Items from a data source
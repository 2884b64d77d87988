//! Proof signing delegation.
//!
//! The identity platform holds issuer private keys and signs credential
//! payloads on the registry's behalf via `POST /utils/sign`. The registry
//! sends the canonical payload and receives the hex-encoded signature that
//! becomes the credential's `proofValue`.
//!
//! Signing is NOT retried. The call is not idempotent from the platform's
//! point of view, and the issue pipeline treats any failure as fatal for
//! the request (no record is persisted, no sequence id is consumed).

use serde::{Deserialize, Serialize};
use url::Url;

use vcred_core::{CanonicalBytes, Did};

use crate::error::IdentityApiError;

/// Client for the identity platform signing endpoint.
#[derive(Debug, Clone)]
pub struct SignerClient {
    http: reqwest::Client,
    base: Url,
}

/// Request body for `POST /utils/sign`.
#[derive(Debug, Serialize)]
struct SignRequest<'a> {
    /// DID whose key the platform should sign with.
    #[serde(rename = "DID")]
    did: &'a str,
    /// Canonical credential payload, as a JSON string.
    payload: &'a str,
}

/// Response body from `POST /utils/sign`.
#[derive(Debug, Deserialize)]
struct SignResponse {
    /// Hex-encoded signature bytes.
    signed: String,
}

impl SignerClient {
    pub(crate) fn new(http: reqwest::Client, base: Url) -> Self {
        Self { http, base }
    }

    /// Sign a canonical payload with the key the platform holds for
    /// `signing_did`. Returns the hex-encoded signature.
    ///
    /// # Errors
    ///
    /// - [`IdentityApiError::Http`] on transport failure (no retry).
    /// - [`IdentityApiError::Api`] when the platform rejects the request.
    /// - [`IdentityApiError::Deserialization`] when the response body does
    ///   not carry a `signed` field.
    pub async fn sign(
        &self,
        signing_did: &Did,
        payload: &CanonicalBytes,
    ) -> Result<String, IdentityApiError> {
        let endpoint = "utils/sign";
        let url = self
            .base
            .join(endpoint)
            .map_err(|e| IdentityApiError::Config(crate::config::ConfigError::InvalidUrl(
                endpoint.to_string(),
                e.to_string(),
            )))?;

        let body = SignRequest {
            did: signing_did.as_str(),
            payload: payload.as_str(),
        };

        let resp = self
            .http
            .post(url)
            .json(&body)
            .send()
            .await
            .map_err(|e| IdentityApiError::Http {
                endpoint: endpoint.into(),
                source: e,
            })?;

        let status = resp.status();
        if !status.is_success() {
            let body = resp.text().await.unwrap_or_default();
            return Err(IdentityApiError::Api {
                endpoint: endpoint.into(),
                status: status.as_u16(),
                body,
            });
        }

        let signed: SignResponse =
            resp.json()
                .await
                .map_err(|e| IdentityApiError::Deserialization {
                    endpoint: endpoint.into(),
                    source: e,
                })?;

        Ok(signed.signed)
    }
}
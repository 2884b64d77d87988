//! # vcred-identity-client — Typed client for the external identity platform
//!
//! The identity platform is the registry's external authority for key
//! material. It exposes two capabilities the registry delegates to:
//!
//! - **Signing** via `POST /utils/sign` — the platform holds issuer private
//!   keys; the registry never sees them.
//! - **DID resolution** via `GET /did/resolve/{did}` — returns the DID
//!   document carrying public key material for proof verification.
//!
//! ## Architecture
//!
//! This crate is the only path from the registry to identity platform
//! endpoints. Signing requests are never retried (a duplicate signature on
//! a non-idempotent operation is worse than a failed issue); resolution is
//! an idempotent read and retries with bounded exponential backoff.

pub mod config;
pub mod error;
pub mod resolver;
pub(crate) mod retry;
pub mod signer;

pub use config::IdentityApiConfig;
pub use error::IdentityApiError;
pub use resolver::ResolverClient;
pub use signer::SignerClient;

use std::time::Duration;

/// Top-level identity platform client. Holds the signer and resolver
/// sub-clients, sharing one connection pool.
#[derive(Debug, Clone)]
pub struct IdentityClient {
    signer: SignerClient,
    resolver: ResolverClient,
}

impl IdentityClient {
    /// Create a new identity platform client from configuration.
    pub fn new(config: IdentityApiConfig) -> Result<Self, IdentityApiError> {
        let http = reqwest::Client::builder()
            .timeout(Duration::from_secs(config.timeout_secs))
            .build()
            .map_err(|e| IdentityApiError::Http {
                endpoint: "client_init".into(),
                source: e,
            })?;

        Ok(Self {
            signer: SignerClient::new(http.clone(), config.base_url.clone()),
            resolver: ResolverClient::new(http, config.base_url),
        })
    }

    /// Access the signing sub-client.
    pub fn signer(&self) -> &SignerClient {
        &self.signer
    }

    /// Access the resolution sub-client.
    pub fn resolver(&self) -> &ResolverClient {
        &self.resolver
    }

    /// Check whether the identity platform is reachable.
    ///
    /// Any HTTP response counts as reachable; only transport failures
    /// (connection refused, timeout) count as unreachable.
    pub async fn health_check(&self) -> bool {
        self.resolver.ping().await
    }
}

**INSTRUCTIONS FOR THE TASK**
Copy the records above exactly, leaving nothing out.

**EXERCISE RESULT**
repository 2884b64d77d87988
//! Proof signing delegation.
//!
//! The identity platform holds issuer private keys and signs credential
//! payloads on the registry's behalf via `POST /utils/sign`. The registry
//! sends the canonical payload and receives the hex-encoded signature that
//! becomes the credential's `proofValue`.
//!
//! Signing is NOT retried. The call is not idempotent from the platform's
//! point of view, and the issue pipeline treats any failure as fatal for
//! the request (no record is persisted, no sequence id is consumed).

use serde::{Deserialize, Serialize};
use url::Url;

use vcred_core::{CanonicalBytes, Did};

use crate::error::IdentityApiError;

/// Client for the identity platform signing endpoint.
#[derive(Debug, Clone)]
pub struct SignerClient {
    http: reqwest::Client,
    base: Url,
}

/// Request body for `POST /utils/sign`.
#[derive(Debug, Serialize)]
struct SignRequest<'a> {
    /// DID whose key the platform should sign with.
    #[serde(rename = "DID")]
    did: &'a str,
    /// Canonical credential payload, as a JSON string.
    payload: &'a str,
}

/// Response body from `POST /utils/sign`.
#[derive(Debug, Deserialize)]
struct SignResponse {
    /// Hex-encoded signature bytes.
    signed: String,
}

impl SignerClient {
    pub(crate) fn new(http: reqwest::Client, base: Url) -> Self {
        Self { http, base }
    }

    /// Sign a canonical payload with the key the platform holds for
    /// `signing_did`. Returns the hex-encoded signature.
    ///
    /// # Errors
    ///
    /// - [`IdentityApiError::Http`] on transport failure (no retry).
    /// - [`IdentityApiError::Api`] when the platform rejects the request.
    /// - [`IdentityApiError::Deserialization`] when the response body does
    ///   not carry a `signed` field.
    pub async fn sign(
        &self,
        signing_did: &Did,
        payload: &CanonicalBytes,
    ) -> Result<String, IdentityApiError> {
        let endpoint = "utils/sign";
        let url = self
            .base
            .join(endpoint)
            .map_err(|e| IdentityApiError::Config(crate::config::ConfigError::InvalidUrl(
                endpoint.to_string(),
                e.to_string(),
            )))?;

        let body = SignRequest {
            did: signing_did.as_str(),
            payload: payload.as_str(),
        };

        let resp = self
            .http
            .post(url)
            .json(&body)
            .send()
            .await
            .map_err(|e| IdentityApiError::Http {
                endpoint: endpoint.into(),
                source: e,
            })?;

        let status = resp.status();
        if !status.is_success() {
            let body = resp.text().await.unwrap_or_default();
            return Err(IdentityApiError::Api {
                endpoint: endpoint.into(),
                status: status.as_u16(),
                body,
            });
        }

        let signed: SignResponse =
            resp.json()
                .await
                .map_err(|e| IdentityApiError::Deserialization {
                    endpoint: endpoint.into(),
                    source: e,
                })?;

        Ok(signed.signed)
    }
}
repository 2884b64d77d87988
//! # vcred-identity-client — Typed client for the external identity platform
//!
//! The identity platform is the registry's external authority for key
//! material. It exposes two capabilities the registry delegates to:
//!
//! - **Signing** via `POST /utils/sign` — the platform holds issuer private
//!   keys; the registry never sees them.
//! - **DID resolution** via `GET /did/resolve/{did}` — returns the DID
//!   document carrying public key material for proof verification.
//!
//! ## Architecture
//!
//! This crate is the only path from the registry to identity platform
//! endpoints. Signing requests are never retried (a duplicate signature on
//! a non-idempotent operation is worse than a failed issue); resolution is
//! an idempotent read and retries with bounded exponential backoff.

pub mod config;
pub mod error;
pub mod resolver;
pub(crate) mod retry;
pub mod signer;

pub use config::IdentityApiConfig;
pub use error::IdentityApiError;
pub use resolver::ResolverClient;
pub use signer::SignerClient;

use std::time::Duration;

/// Top-level identity platform client. Holds the signer and resolver
/// sub-clients, sharing one connection pool.
#[derive(Debug, Clone)]
pub struct IdentityClient {
    signer: SignerClient,
    resolver: ResolverClient,
}

impl IdentityClient {
    /// Create a new identity platform client from configuration.
    pub fn new(config: IdentityApiConfig) -> Result<Self, IdentityApiError> {
        let http = reqwest::Client::builder()
            .timeout(Duration::from_secs(config.timeout_secs))
            .build()
            .map_err(|e| IdentityApiError::Http {
                endpoint: "client_init".into(),
                source: e,
            })?;

        Ok(Self {
            signer: SignerClient::new(http.clone(), config.base_url.clone()),
            resolver: ResolverClient::new(http, config.base_url),
        })
    }

    /// Access the signing sub-client.
    pub fn signer(&self) -> &SignerClient {
        &self.signer
    }

    /// Access the resolution sub-client.
    pub fn resolver(&self) -> &ResolverClient {
        &self.resolver
    }

    /// Check whether the identity platform is reachable.
    ///
    /// Any HTTP response counts as reachable; only transport failures
    /// (connection refused, timeout) count as unreachable.
    pub async fn health_check(&self) -> bool {
        self.resolver.ping().await
    }
}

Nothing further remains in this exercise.